Questa temuta irragionevolezza porta a presumere una illegittimità costituzionale tra la nuova formulazione legislativa dell’art. 1478 del Codice dell’Ordinamento Militare (novellato con il DM 29.03.2024) e lo stesso art. 39 della Costituzione laddove nelle percentuali da raggiungere ai fini della rappresentatività tiene conto della forza effettiva complessiva e non della forza effettiva sindacalizzata. Tale questione è oggetto di un giudizio pendente dinanzi al TAR Lazio, sede di Roma, con il quale si sta perorando la questione del vaglio Costituzionale, anche dinanzi alla Corte Costituzionale Italiana. Ad oggi, si attende un riscontro, previsto per il mese di luglio, all’esito del quale si predisporranno gli opportuni aggiornamenti.

Si vorrebbe, anche, un po’ peccare di presunzione e fornire qualche suggerimento al legislatore per apportare i correttivi al Decreto suggerendo di seguire una soluzione, già nota in sede di contrattazioni Aran. Segnalazione proposta dinanzi al Giudice Amministrativo del Lazio, unitamente alla questione di legittimità costituzionale, dallo studio legale Alati e dal Dipartimento legale del Sum, con le seguenti argomentazioni. 

Per garantire che ai lavoratori di un medesimo comparto si applichino condizioni economiche derivanti dall’incontro della volontà da questi espresse per il tramite dei loro delegati alle procedure di contrattazione, è assolutamente necessario incentivare il pluralismo associativo, che deve a sua volta tener conto non del totale dei lavoratori di un determinato comparto, ma della media tra il dato associativo e il dato elettorale. Esempio di questa prassi, ormai consolidata per gli altri comparti della Pubblica Amministrazione a seguito dell’emanazione del Decreto legislativo 30 marzo 2001, n. 165 “Norme generali sull’ordinamento del lavoro alle dipendenze delle amministrazioni pubbliche”, è l’art. 43 di detto Decreto, che fissando regole assolutamente ragionevoli afferma che [cit.:] “L’ARAN ammette alla contrattazione collettiva nazionale le organizzazioni sindacali che abbiano nel comparto o nell’area una rappresentatività non inferiore al 5 per cento, considerando a tal fine la media tra il dato associativo e il dato elettorale. Il dato associativo è espresso dalla percentuale delle deleghe per il versamento dei contributi sindacali rispetto al totale delle deleghe rilasciate nell’ambito considerato.

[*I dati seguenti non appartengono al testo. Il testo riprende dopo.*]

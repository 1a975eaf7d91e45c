//! Core types for artifact-mirror

use chrono::{DateTime, Utc};
use serde::{Deserialize, Serialize};
use std::path::PathBuf;
use std::time::Duration;

/// Unique identifier for a remote asset
///
/// The remote service assigns each asset an opaque identifier. Two descriptors
/// with the same id denote the same asset regardless of which listing source
/// reported them, so the id is the dedup key for the whole export.
#[derive(Clone, Debug, Default, PartialEq, Eq, Hash, Serialize, Deserialize)]
#[serde(transparent)]
pub struct AssetId(pub String);

impl AssetId {
    /// View the inner identifier as a string slice
    pub fn as_str(&self) -> &str {
        &self.0
    }
}

impl From<String> for AssetId {
    fn from(id: String) -> Self {
        Self(id)
    }
}

impl From<&str> for AssetId {
    fn from(id: &str) -> Self {
        Self(id.to_string())
    }
}

impl std::fmt::Display for AssetId {
    fn fmt(&self, f: &mut std::fmt::Formatter<'_>) -> std::fmt::Result {
        write!(f, "{}", self.0)
    }
}

/// Checksums reported by the remote for one asset (lowercase hex)
///
/// The listing endpoints report whichever digests the repository stores.
/// SHA-1 is always present on the formats this crate targets; the others are
/// best-effort extras.
#[derive(Clone, Debug, Default, PartialEq, Eq, Serialize, Deserialize)]
pub struct AssetChecksum {
    /// SHA-1 hex digest
    #[serde(default)]
    pub sha1: Option<String>,

    /// SHA-256 hex digest
    #[serde(default)]
    pub sha256: Option<String>,

    /// MD5 hex digest
    #[serde(default)]
    pub md5: Option<String>,
}

impl AssetChecksum {
    /// True when the remote reported no digest at all
    pub fn is_empty(&self) -> bool {
        self.sha1.is_none() && self.sha256.is_none() && self.md5.is_none()
    }

    /// The strongest digest available for verification, with its algorithm
    pub fn preferred(&self) -> Option<(crate::checksum::ChecksumAlgo, &str)> {
        use crate::checksum::ChecksumAlgo;
        if let Some(d) = &self.sha256 {
            return Some((ChecksumAlgo::Sha256, d));
        }
        if let Some(d) = &self.sha1 {
            return Some((ChecksumAlgo::Sha1, d));
        }
        self.md5.as_deref().map(|d| (ChecksumAlgo::Md5, d))
    }
}

/// One discovered remote artifact, as returned by the listing endpoints
///
/// Fields the remote may omit default to empty/zero so a page parses even when
/// a format does not populate them.
#[derive(Clone, Debug, Default, Serialize, Deserialize)]
#[serde(rename_all = "camelCase", default)]
pub struct AssetDescriptor {
    /// Opaque unique identifier (the dedup key)
    pub id: AssetId,

    /// Repository-relative logical path
    pub path: String,

    /// URL the raw content is fetched from
    pub download_url: String,

    /// Digests to verify the fetched content against
    pub checksum: AssetChecksum,

    /// Content size in bytes (0 when the remote does not report it)
    #[serde(rename = "fileSize")]
    pub size_bytes: u64,

    /// Monotonic update timestamp (epoch millis), used for latest-version selection
    pub last_updated: i64,

    /// Repository format (`maven2`, `npm`, `nuget`, `docker`, ...)
    pub format: String,

    /// Name of the repository the asset lives in
    pub repository: String,

    /// Format-specific metadata (maven2 coordinates, npm name/version, ...)
    pub attributes: serde_json::Map<String, serde_json::Value>,
}

/// One page of listing results plus the cursor for the next page
#[derive(Clone, Debug, Default, Serialize, Deserialize)]
#[serde(rename_all = "camelCase", default)]
pub struct AssetPage {
    /// Asset descriptors on this page (may be empty)
    pub items: Vec<AssetDescriptor>,

    /// Cursor for the next page; `None` means end of listing
    pub continuation_token: Option<String>,
}

/// Repository kind as reported by the repository-list endpoint
#[derive(Clone, Copy, Debug, PartialEq, Eq, Serialize, Deserialize)]
#[serde(rename_all = "lowercase")]
pub enum RepositoryType {
    /// Locally hosted content
    Hosted,
    /// Cached remote content
    Proxy,
    /// Aggregation of other repositories (no content of its own)
    Group,
}

impl RepositoryType {
    /// Whether repositories of this type contain downloadable artifacts
    pub fn holds_content(&self) -> bool {
        matches!(self, RepositoryType::Hosted | RepositoryType::Proxy)
    }
}

/// One repository record from the repository-list endpoint (driver-level only)
#[derive(Clone, Debug, Serialize, Deserialize)]
pub struct RepositoryDescriptor {
    /// Repository name, used as the repository id in listing calls
    pub name: String,

    /// Repository format (`maven2`, `npm`, ...)
    pub format: String,

    /// Hosted / proxy / group
    #[serde(rename = "type")]
    pub repo_type: RepositoryType,

    /// Public URL of the repository, when reported
    #[serde(default)]
    pub url: Option<String>,

    /// Whether the repository is currently serving requests
    pub online: bool,
}

/// One remote listing endpoint the engine can discover assets through
#[derive(Clone, Copy, Debug, PartialEq, Eq, Hash, Serialize, Deserialize)]
#[serde(rename_all = "lowercase")]
pub enum ListingSource {
    /// The exhaustive assets endpoint (`/service/rest/v1/assets`)
    Assets,
    /// The faster, approximate search endpoint (`/service/rest/v1/search/assets`)
    Search,
}

impl ListingSource {
    /// Stable key used to namespace continuation cursors in checkpoints
    pub fn key(&self) -> &'static str {
        match self {
            ListingSource::Assets => "assets",
            ListingSource::Search => "search",
        }
    }

    /// URL path segments of the endpoint, relative to the service base
    pub(crate) fn path_segments(&self) -> &'static [&'static str] {
        match self {
            ListingSource::Assets => &["service", "rest", "v1", "assets"],
            ListingSource::Search => &["service", "rest", "v1", "search", "assets"],
        }
    }
}

/// Which listing source(s) seed discovery for an export
#[derive(Clone, Copy, Debug, Default, PartialEq, Eq, Serialize, Deserialize)]
#[serde(rename_all = "snake_case")]
pub enum ListingMode {
    /// Walk the exhaustive assets endpoint only (default)
    #[default]
    Exhaustive,
    /// Walk the fast search endpoint only
    Quick,
    /// Walk both endpoints and deduplicate by asset id, for maximum coverage
    Combined,
}

impl ListingMode {
    /// The listing sources this mode seeds, one discovery chain per source
    pub fn sources(&self) -> &'static [ListingSource] {
        match self {
            ListingMode::Exhaustive => &[ListingSource::Assets],
            ListingMode::Quick => &[ListingSource::Search],
            ListingMode::Combined => &[ListingSource::Assets, ListingSource::Search],
        }
    }
}

/// Which discovered assets are downloaded
#[derive(Clone, Copy, Debug, Default, PartialEq, Eq, Serialize, Deserialize)]
#[serde(rename_all = "snake_case")]
pub enum AssetSelection {
    /// Every discovered asset (default)
    #[default]
    All,
    /// Only the most recently updated version of each artifact,
    /// skipping metadata/signature sidecar files
    LatestOnly,
}

/// What to do about abandoned pages and failed assets when the run drains
#[derive(Clone, Copy, Debug, Default, PartialEq, Eq, Serialize, Deserialize)]
#[serde(rename_all = "snake_case")]
pub enum CompletionPolicy {
    /// Write the completion marker only when every found asset was processed;
    /// otherwise keep the checkpoint so a rerun retries the gap (default)
    #[default]
    RequireComplete,
    /// Always write the marker once quiescent, gaps or not
    MarkAlways,
}

/// Terminal state of one repository export
#[derive(Clone, Copy, Debug, PartialEq, Eq, Serialize, Deserialize)]
#[serde(rename_all = "snake_case")]
pub enum ExportOutcome {
    /// Every found asset was verified locally; marker written, checkpoint removed
    Completed,
    /// The run drained but some assets or pages were abandoned;
    /// the checkpoint was kept for a retry run
    CompletedWithGaps {
        /// Found assets that were never successfully processed
        missing_assets: u64,
        /// Listing pages abandoned after exhausting retries
        abandoned_pages: u64,
    },
    /// A completion marker already existed; nothing was fetched
    AlreadyComplete,
}

impl ExportOutcome {
    /// Whether the repository needs no further export work
    pub fn is_complete(&self) -> bool {
        matches!(
            self,
            ExportOutcome::Completed | ExportOutcome::AlreadyComplete
        )
    }
}

/// Final statistics of one repository export
#[derive(Clone, Debug, Serialize, Deserialize)]
pub struct ExportReport {
    /// Repository that was exported
    pub repository: String,

    /// Total assets discovered (after dedup)
    pub assets_found: u64,

    /// Assets verified on disk (downloaded this run or already valid)
    pub assets_processed: u64,

    /// Assets that exhausted their retry budget
    pub assets_failed: u64,

    /// Listing pages abandoned after exhausting retries
    pub pages_abandoned: u64,

    /// Wall-clock duration of the run
    pub elapsed: Duration,

    /// Terminal state of the run
    pub outcome: ExportOutcome,
}

/// Durable record proving an export fully finished
///
/// Serialized as human-readable `key = value` lines by the checkpoint store;
/// its mere presence tells the driver to skip the repository.
#[derive(Clone, Debug, PartialEq, Eq)]
pub struct CompletionMarker {
    /// When the export drained
    pub completed_at: DateTime<Utc>,

    /// Repository that was exported
    pub repository: String,

    /// Base URL of the remote service
    pub source_url: String,

    /// Final found counter
    pub assets_found: u64,

    /// Final processed counter
    pub assets_processed: u64,

    /// Directory the repository was exported into
    pub export_path: PathBuf,
}

/// Event emitted during an export's lifecycle
///
/// Subscribe through [`crate::engine::RepositoryExporter::subscribe`]. Events
/// are broadcast; if nobody listens they are silently dropped.
#[derive(Clone, Debug, Serialize, Deserialize)]
#[serde(tag = "type", rename_all = "snake_case")]
pub enum Event {
    /// A listing page was fetched and its assets enqueued
    PageFetched {
        /// Listing source the page came from
        source: ListingSource,
        /// Number of descriptors on the page
        items: usize,
        /// Number of those that were new (not seen from another source or run)
        new_assets: usize,
    },

    /// A listing page was abandoned after exhausting its retry budget
    PageAbandoned {
        /// Listing source the page belonged to
        source: ListingSource,
        /// Cursor of the abandoned page (`None` for the first page)
        cursor: Option<String>,
    },

    /// One asset reached a verified local file
    AssetCompleted {
        /// Repository-relative path of the asset
        path: String,
        /// True when the existing file already matched and nothing was fetched
        already_valid: bool,
    },

    /// One asset exhausted its retry budget and was skipped
    AssetFailed {
        /// Repository-relative path of the asset
        path: String,
        /// Description of the final error
        error: String,
    },

    /// Periodic progress snapshot (bounded frequency)
    Progress {
        /// Assets discovered so far
        found: u64,
        /// Assets verified so far
        processed: u64,
        /// Tasks currently in flight
        active: usize,
    },

    /// A checkpoint was written
    CheckpointSaved {
        /// Processed counter at the time of the snapshot
        processed: u64,
    },

    /// The export drained and finalized
    ExportFinished {
        /// Repository that finished
        repository: String,
        /// Terminal state
        outcome: ExportOutcome,
    },
}

// unwrap/expect are acceptable in tests for concise failure-on-error assertions
#[allow(clippy::unwrap_used, clippy::expect_used)]
#[cfg(test)]
mod tests {
    use super::*;

    #[test]
    fn asset_page_parses_remote_json() {
        let body = r#"{
            "items": [
                {
                    "downloadUrl": "http://nexus.local/repository/libs/org/demo/lib/1.0/lib-1.0.jar",
                    "path": "org/demo/lib/1.0/lib-1.0.jar",
                    "id": "bGlicy1yZWxlYXNlOjE",
                    "repository": "libs-release",
                    "format": "maven2",
                    "checksum": {
                        "sha1": "2aae6c35c94fcfb415dbe95f408b9ce91ee846ed",
                        "md5": "5eb63bbbe01eeed093cb22bb8f5acdc3"
                    },
                    "fileSize": 4096,
                    "lastUpdated": 1718000000000,
                    "attributes": {"maven2": {"groupId": "org.demo", "artifactId": "lib", "version": "1.0"}}
                }
            ],
            "continuationToken": "88491cd1d185dd136f143f20c4e7d50c"
        }"#;

        let page: AssetPage = serde_json::from_str(body).unwrap();
        assert_eq!(page.items.len(), 1);
        assert_eq!(
            page.continuation_token.as_deref(),
            Some("88491cd1d185dd136f143f20c4e7d50c")
        );

        let asset = &page.items[0];
        assert_eq!(asset.id.as_str(), "bGlicy1yZWxlYXNlOjE");
        assert_eq!(asset.size_bytes, 4096);
        assert_eq!(asset.last_updated, 1_718_000_000_000);
        assert!(asset.checksum.sha256.is_none());
        assert!(asset.attributes.contains_key("maven2"));
    }

    #[test]
    fn asset_page_tolerates_missing_fields() {
        let body = r#"{"items": [{"id": "x", "path": "a/b", "downloadUrl": "http://h/a/b"}]}"#;
        let page: AssetPage = serde_json::from_str(body).unwrap();
        assert!(page.continuation_token.is_none());
        let asset = &page.items[0];
        assert!(asset.checksum.is_empty());
        assert_eq!(asset.size_bytes, 0);
    }

    #[test]
    fn repository_descriptor_maps_type_field() {
        let body = r#"[
            {"name": "libs-release", "format": "maven2", "type": "hosted", "online": true},
            {"name": "npm-all", "format": "npm", "type": "group", "online": true}
        ]"#;
        let repos: Vec<RepositoryDescriptor> = serde_json::from_str(body).unwrap();
        assert_eq!(repos[0].repo_type, RepositoryType::Hosted);
        assert!(repos[0].repo_type.holds_content());
        assert!(!repos[1].repo_type.holds_content());
    }

    #[test]
    fn preferred_checksum_prefers_strongest() {
        let all = AssetChecksum {
            sha1: Some("s1".into()),
            sha256: Some("s256".into()),
            md5: Some("m".into()),
        };
        let (algo, digest) = all.preferred().unwrap();
        assert_eq!(algo, crate::checksum::ChecksumAlgo::Sha256);
        assert_eq!(digest, "s256");

        let sha1_only = AssetChecksum {
            sha1: Some("s1".into()),
            ..Default::default()
        };
        assert_eq!(
            sha1_only.preferred().unwrap().0,
            crate::checksum::ChecksumAlgo::Sha1
        );

        assert!(AssetChecksum::default().preferred().is_none());
    }

    #[test]
    fn listing_mode_sources() {
        assert_eq!(ListingMode::Exhaustive.sources(), &[ListingSource::Assets]);
        assert_eq!(ListingMode::Quick.sources(), &[ListingSource::Search]);
        assert_eq!(
            ListingMode::Combined.sources(),
            &[ListingSource::Assets, ListingSource::Search]
        );
    }

    #[test]
    fn outcome_completeness() {
        assert!(ExportOutcome::Completed.is_complete());
        assert!(ExportOutcome::AlreadyComplete.is_complete());
        assert!(
            !ExportOutcome::CompletedWithGaps {
                missing_assets: 3,
                abandoned_pages: 0
            }
            .is_complete()
        );
    }
}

Il dato elettorale è espresso dalla percentuale dei voti ottenuti nelle elezioni delle rappresentanze unitarie del personale, rispetto al totale dei voti espressi nell’ambito considerato” […]. Il principio cardine assunto a fondamento, quindi, per rilevare la rappresentatività negli altri comparti del Pubblico impiego, come si è appena evidenziato, non è dato dunque dalla totalità dei lavoratori di un determinato comparto, come invece accade con l’attuale formulazione dell’art. 1478 del Decreto legislativo n. 66/2010, ma da quella media che tiene giustamente in considerazione il personale che, attraverso la sottoscrizione della delega e il versamento dei contributi sindacali, decide di farsi rappresentare. Viceversa, il tenere nel computo ai fini della rappresentatività anche il personale che decide di non versare alcun contributo sindacale e quindi rinuncia a farsi rappresentare e ad eleggere i propri rappresentanti, comporta una discriminazione in pregiudizio di quei lavoratori che delegano i rispettivi dirigenti sindacali attraverso la relativa sottoscrizione di atto di delega”.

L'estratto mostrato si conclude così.